Now Paloma Blanca is by no means the only company that still makes 2 lines per year, but being one of the few companies left that make their products ENTIRELY in their own factory in Canada (and not in China) - allows it to be significantly more nimble than almost all of our competitors. I have been at a sales meeting in Toronto 5 days before the photo shoot (where for all intents and purposes - the line is “set”), and it was decided that a good dress needed a fabric change, or a neckline adjustment, and Marty's answer was "No problem... we'll make up a new sample in the next few days and it will be ready for the photo shoot”! This kind of last second adjustment to fashion is virtually unheard of in the world of bridal, and is just one of the many reasons why we are such a "special" company (see my blog post of March 27, 2015 titled “Investing in Bridal” for more specifics).

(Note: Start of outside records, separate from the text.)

impl ImportOperation {
    /// 数据库/历史数据中的数字 id
    pub fn id(&self) -> i64 {
        match self {
            ImportOperation::InsertOrUpdate => 1,
            ImportOperation::Update => 2,
            ImportOperation::Insert => 3,
            ImportOperation::Delete => 4,
            ImportOperation::ClearThenInsert => 5,
        }
    }

    /// 按数字 id 查询
    pub fn from_id(id: i64) -> Option<Self> {
        match id {
            1 => Some(ImportOperation::InsertOrUpdate),
            2 => Some(ImportOperation::Update),
            3 => Some(ImportOperation::Insert),
            4 => Some(ImportOperation::Delete),
            5 => Some(ImportOperation::ClearThenInsert),
            _ => None,
        }
    }

    /// 从数据库字符串解析
    pub fn from_str(s: &str) -> Option<Self> {
        match s.to_uppercase().as_str() {
            "INSERT_OR_UPDATE" => Some(ImportOperation::InsertOrUpdate),
            "UPDATE" => Some(ImportOperation::Update),
            "INSERT" => Some(ImportOperation::Insert),
            "DELETE" => Some(ImportOperation::Delete),
            "CLEAR_THEN_INSERT" => Some(ImportOperation::ClearThenInsert),
            _ => None,
        }
    }

    /// 转换为数据库存储的字符串
    pub fn to_db_str(&self) -> &'static str {
        match self {
            ImportOperation::InsertOrUpdate => "INSERT_OR_UPDATE",
            ImportOperation::Update => "UPDATE",
            ImportOperation::Insert => "INSERT",
            ImportOperation::Delete => "DELETE",
            ImportOperation::ClearThenInsert => "CLEAR_THEN_INSERT",
        }
    }

    /// 该操作是否会新建实体
    pub fn creates_entities(&self) -> bool {
        matches!(
            self,
            ImportOperation::Insert
                | ImportOperation::InsertOrUpdate
                | ImportOperation::ClearThenInsert
        )
    }

    /// 该操作是否按业务标识定位既有实体 (更新/删除语义)
    pub fn addresses_existing(&self) -> bool {
        matches!(self, ImportOperation::Update | ImportOperation::Delete)
    }
}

Sales consultants can get "tired" of showing the same dresses week after week (and month after month), and having a fresh grouping of dresses coming in every 6 months can re-energize a sales floor, as well as staying current with what your brides are seeing in the magazines, on social media, and in other stores from other designers.
So when I meet with you this season and you contemplate telling me “how much you like the fact that Xxxxxx and Yyyy Yyyyy only require you to order once a year”, I’d be happy to propose the following… "If you'd like to order 12 dresses today from this season’s collection and then skip next season I'd be more than willing to write your order. I'll even spread out the delivery of those 12 samples over an extended period, and offer you some dating to help you pay for your samples”. This is the way you HAVE to do it from these "one line per year companies". But why you would prefer that buying pattern, as opposed to picking your absolute favorite 6 gowns from the new collection now (see the Paloma Blanca and Mikaella Bridal collages above); getting them on your racks in time for your Spring brides - and then look at another 15 brand new styles in 6 months and pick your other 6 samples from next season’s collection would be a mystery to me. Some of these “one line per year companies” are great, and I am by no means suggesting that you not buy from them. I am only suggesting that you take advantage of the fact that Paloma Blanca DOES design 2 collections per year for your benefit, and act accordingly.
During dinner, the debaters who “took the other side” of this concept made some strong points in defense of their companies, and I respect that. In the end, only the reader can decide who won the "debate".